2) from this line, we saw total 42 blocks ,215 chunks CacheMemoryContext: 8737352 total in 42 blocks; 1021944 free (215 chunks); 7715408 used,
But from sum of it’s child level entrys, total sum(child lines) block ,trunks show much more than “CacheMemoryContext, is expected to see that?
Thanks,
James
From: Pavel Stehule <pavel.stehule@xxxxxxxxx>
Sent: Thursday, June 1, 2023 3:19 PM
To: Laurenz Albe <laurenz.albe@xxxxxxxxxxx>
Cc: James Pang (chaolpan) <chaolpan@xxxxxxxxx>; pgsql-performance@xxxxxxxxxxxxxxxxxxxx
Subject: Re: thousands of CachedPlan entry per backend
On Thu, 2023-06-01 at 03:36 +0000, James Pang (chaolpan) wrote:
> PG V14.8-1 , client using Postgresql JDBC driver we found 40MB process memory per
> backend, from Operating system and memorycontext dump “Grand total:”, both mached.

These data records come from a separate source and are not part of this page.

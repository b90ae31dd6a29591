//! The action runner
//!
//! [`ActionRunner`] is the single entry point for performing actions. For each
//! invocation it:
//!
//! 1. moves to the UI thread if called from elsewhere;
//! 2. builds a [`Context`] and notifies middleware;
//! 3. silently drops the invocation if `can_perform` is false;
//! 4. asks the presenter for confirmation if the action is destructive, then
//!    re-checks `can_perform`;
//! 5. labels the undo group, fires `will_perform` and runs the body;
//! 6. on success commits the store (when eligible), then reports the result.
//!
//! Failures other than cancellation are shown through the presenter.
//! Cancellation is only logged.
//!
//! # Example
//!
//! ```ignore
//! let mut ui = UiQueue::new();
//! let runner = ActionRunner::builder(catalog.clone(), ui.handle())
//!     .presenter(presenter)
//!     .undo_history(undo)
//!     .build();
//!
//! runner
//!     .request(DeleteThread::new(catalog.clone(), id))
//!     .source(SourceHint::named("thread-list"))
//!     .on_complete(|result| tracing::info!(?result, "delete finished"))
//!     .perform();
//! ```

use std::collections::HashSet;
use std::fmt;
use std::sync::atomic::{AtomicU64, Ordering};
use std::sync::{Arc, Mutex, MutexGuard};

use tokio::runtime::Handle;

use crate::action::{Action, ActionBody, Capabilities};
use crate::action_log::ActionLoggerMiddleware;
use crate::config::RunnerConfig;
use crate::context::{Completion, Context, ContextParts, WillPerform};
use crate::error::ActionError;
use crate::middleware::{ActionRecord, ComposedMiddleware, LoggingMiddleware, Middleware, Outcome};
use crate::presenter::{ConfirmationRequest, Presenter, SourceHint};
use crate::store::{StoreHandle, UndoHistory};
use crate::subscriptions::Subscriptions;
use crate::ui::UiHandle;

/// Executes actions against one store, presenter and undo history.
///
/// Cheap to clone; clones share the same state.
#[derive(Clone)]
pub struct ActionRunner {
    inner: Arc<RunnerInner>,
}

struct RunnerInner {
    store: StoreHandle,
    ui: UiHandle,
    presenter: Option<Arc<dyn Presenter>>,
    undo: Option<Arc<dyn UndoHistory>>,
    middleware: ComposedMiddleware,
    action_log: Option<Arc<ActionLoggerMiddleware>>,
    runtime: Option<Handle>,
    config: RunnerConfig,
    next_id: AtomicU64,
    in_flight: Mutex<HashSet<&'static str>>,
    subscriptions: Subscriptions,
}

impl ActionRunner {
    /// Start building a runner for `store` whose UI thread is `ui`'s.
    pub fn builder(store: impl Into<StoreHandle>, ui: UiHandle) -> RunnerBuilder {
        RunnerBuilder {
            store: store.into(),
            ui,
            presenter: None,
            undo: None,
            middleware: ComposedMiddleware::new(),
            runtime: None,
            config: RunnerConfig::default(),
        }
    }

    /// Perform an action with no source hint and no callbacks.
    pub fn perform<A: Action>(&self, action: A) {
        self.request(action).perform();
    }

    /// Prepare an invocation with optional source hint and callbacks.
    pub fn request<A: Action>(&self, action: A) -> PerformRequest<A> {
        PerformRequest {
            runner: self.clone(),
            action,
            source: None,
            will_perform: None,
            completion: None,
        }
    }

    /// The store every action mutates.
    pub fn store(&self) -> &StoreHandle {
        &self.inner.store
    }

    /// Handle to the UI thread.
    pub fn ui(&self) -> &UiHandle {
        &self.inner.ui
    }

    /// The injected presenter, if any.
    pub fn presenter(&self) -> Option<&Arc<dyn Presenter>> {
        self.inner.presenter.as_ref()
    }

    /// The injected undo history, if any.
    pub fn undo_history(&self) -> Option<&Arc<dyn UndoHistory>> {
        self.inner.undo.as_ref()
    }

    /// Active configuration.
    pub fn config(&self) -> &RunnerConfig {
        &self.inner.config
    }

    /// The in-memory action log, when enabled in the config.
    pub fn action_log(&self) -> Option<&Arc<ActionLoggerMiddleware>> {
        self.inner.action_log.as_ref()
    }

    /// Whether an action with this name is in flight.
    ///
    /// Only tracked when `dedupe_in_flight` is enabled.
    pub fn is_in_flight(&self, name: &str) -> bool {
        lock(&self.inner.in_flight).contains(name)
    }

    /// Reactive subscriptions still waiting for a value.
    pub fn subscriptions(&self) -> &Subscriptions {
        &self.inner.subscriptions
    }

    /// Cancel every live reactive subscription.
    pub fn shutdown(&self) {
        tracing::debug!(
            live = self.inner.subscriptions.len(),
            "shutting down action runner"
        );
        self.inner.subscriptions.cancel_all();
    }

    fn dispatch<A: Action>(&self, request: PerformRequest<A>) {
        if !self.inner.ui.is_current() {
            let runner = self.clone();
            self.inner.ui.enqueue(move || runner.dispatch(request));
            return;
        }

        let PerformRequest {
            action,
            source,
            will_perform,
            completion,
            ..
        } = request;

        let record = ActionRecord {
            id: self.inner.next_id.fetch_add(1, Ordering::Relaxed),
            name: action.name(),
            capabilities: Capabilities::from_meta(&action),
        };

        let dedupe = self.inner.config.dedupe_in_flight;
        if dedupe && !lock(&self.inner.in_flight).insert(record.name) {
            tracing::debug!(action = %record.name, "already in flight, dropping");
            self.inner.middleware.before(&record);
            self.notify_after(&record, &Outcome::Deduplicated);
            return;
        }

        self.inner.middleware.before(&record);

        let ctx = Context::new(ContextParts {
            runner: self.clone(),
            record,
            source,
            commit_on_complete: action.commit_on_complete(),
            tracks_in_flight: dedupe,
            will_perform,
            completion,
        });

        if !action.can_perform() {
            self.skip(&ctx);
            return;
        }

        let Some(confirmation) = action.confirmation() else {
            self.execute(action, ctx);
            return;
        };

        let Some(presenter) = self.inner.presenter.clone() else {
            tracing::warn!(
                action = %ctx.action_name(),
                "destructive action without a presenter, canceling"
            );
            ctx.cancel();
            return;
        };

        let runner = self.clone();
        let name = ctx.action_name();
        let source = ctx.source().cloned();
        let request = ConfirmationRequest::new(name, confirmation, source, move |confirmed| {
            let inline = runner.inner.config.inline_completion;
            let ui = runner.inner.ui.clone();
            ui.run_or_enqueue(inline, move || {
                if confirmed {
                    runner.execute(action, ctx);
                } else {
                    tracing::debug!(action = %ctx.action_name(), "confirmation declined");
                    ctx.cancel();
                }
            });
        });
        presenter.confirm(request);
    }

    fn execute<A: Action>(&self, action: A, ctx: Context<A::Output>) {
        // State may have changed while the confirmation was open.
        if !action.can_perform() {
            self.skip(&ctx);
            return;
        }

        if let (Some(label), Some(undo)) = (action.undo_name(), self.inner.undo.as_ref()) {
            undo.set_action_name(&label);
        }

        let body = action.into_body();
        ctx.mark_started(body.shape());
        ctx.fire_will_perform();

        match body {
            ActionBody::Sync(body) => {
                let result = body(&self.inner.store);
                ctx.finish(result);
            }
            ActionBody::Async(body) => body(ctx),
            ActionBody::Reactive(body) => {
                let stream = body(&self.inner.store);
                match &self.inner.runtime {
                    Some(runtime) => self.inner.subscriptions.subscribe(runtime, ctx, stream),
                    None => {
                        tracing::error!(
                            action = %ctx.action_name(),
                            "reactive action needs a tokio runtime"
                        );
                        ctx.fail(ActionError::NoRuntime);
                    }
                }
            }
        }
    }

    fn skip<T>(&self, ctx: &Context<T>) {
        tracing::debug!(action = %ctx.action_name(), "can_perform is false, skipping");
        self.notify_after(&ctx.record(), &Outcome::Skipped);
    }

    pub(crate) fn commit(&self, record: &ActionRecord) -> Result<(), ActionError> {
        tracing::trace!(
            action = %record.name,
            pending = self.inner.store.has_changes(),
            "committing store"
        );
        self.inner.store.commit().map_err(|e| {
            tracing::error!(action = %record.name, error = %e, "store commit failed");
            ActionError::Commit(e)
        })
    }

    pub(crate) fn notify_after(&self, record: &ActionRecord, outcome: &Outcome) {
        self.inner.middleware.after(record, outcome);
    }

    pub(crate) fn release_in_flight(&self, name: &'static str) {
        lock(&self.inner.in_flight).remove(name);
    }
}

> But from details, we found almost of entry belong to “CacheMemoryContext”,
> from this line CacheMemoryContext: 8737352 total in 42 blocks; 1021944 free (215 chunks); 7715408 used,
> but there are thousands of lines of it’s child, the sum of blocks much more than “8737352” total in 42 blocks
>
> Our application use Postgresql JDBC driver with default parameters(maxprepared statement 256),
> there are many triggers, functions in this database, and a few functions run sql by an extension
> pg_background. We have thousands of connections and have big concern why have thousands of entrys
> of cached SQL ? that will consume huge memory , anyway to limit the cached plan entry to save memory
> consumption? Or it looks like an abnormal behavior or bug to see so many cached plan lines.
If you have thousands of connections, that's your problem. You need effective connection pooling.
Then 40MB per backend won't be a problem at all. Having thousands of connections will cause
other, worse, problems for you.
See for example
https://www.cybertec-postgresql.com/en/tuning-max_connections-in-postgresql/
If you want to use functions, but don't want to benefit from plan caching, you can set
the configuration parameter "plan_cache_mode" to "force_custom_plan".
The problem with too big of cached metadata can be forced by too long sessions too.
In this case it is good to throw a session (connect) after 1hour or maybe less.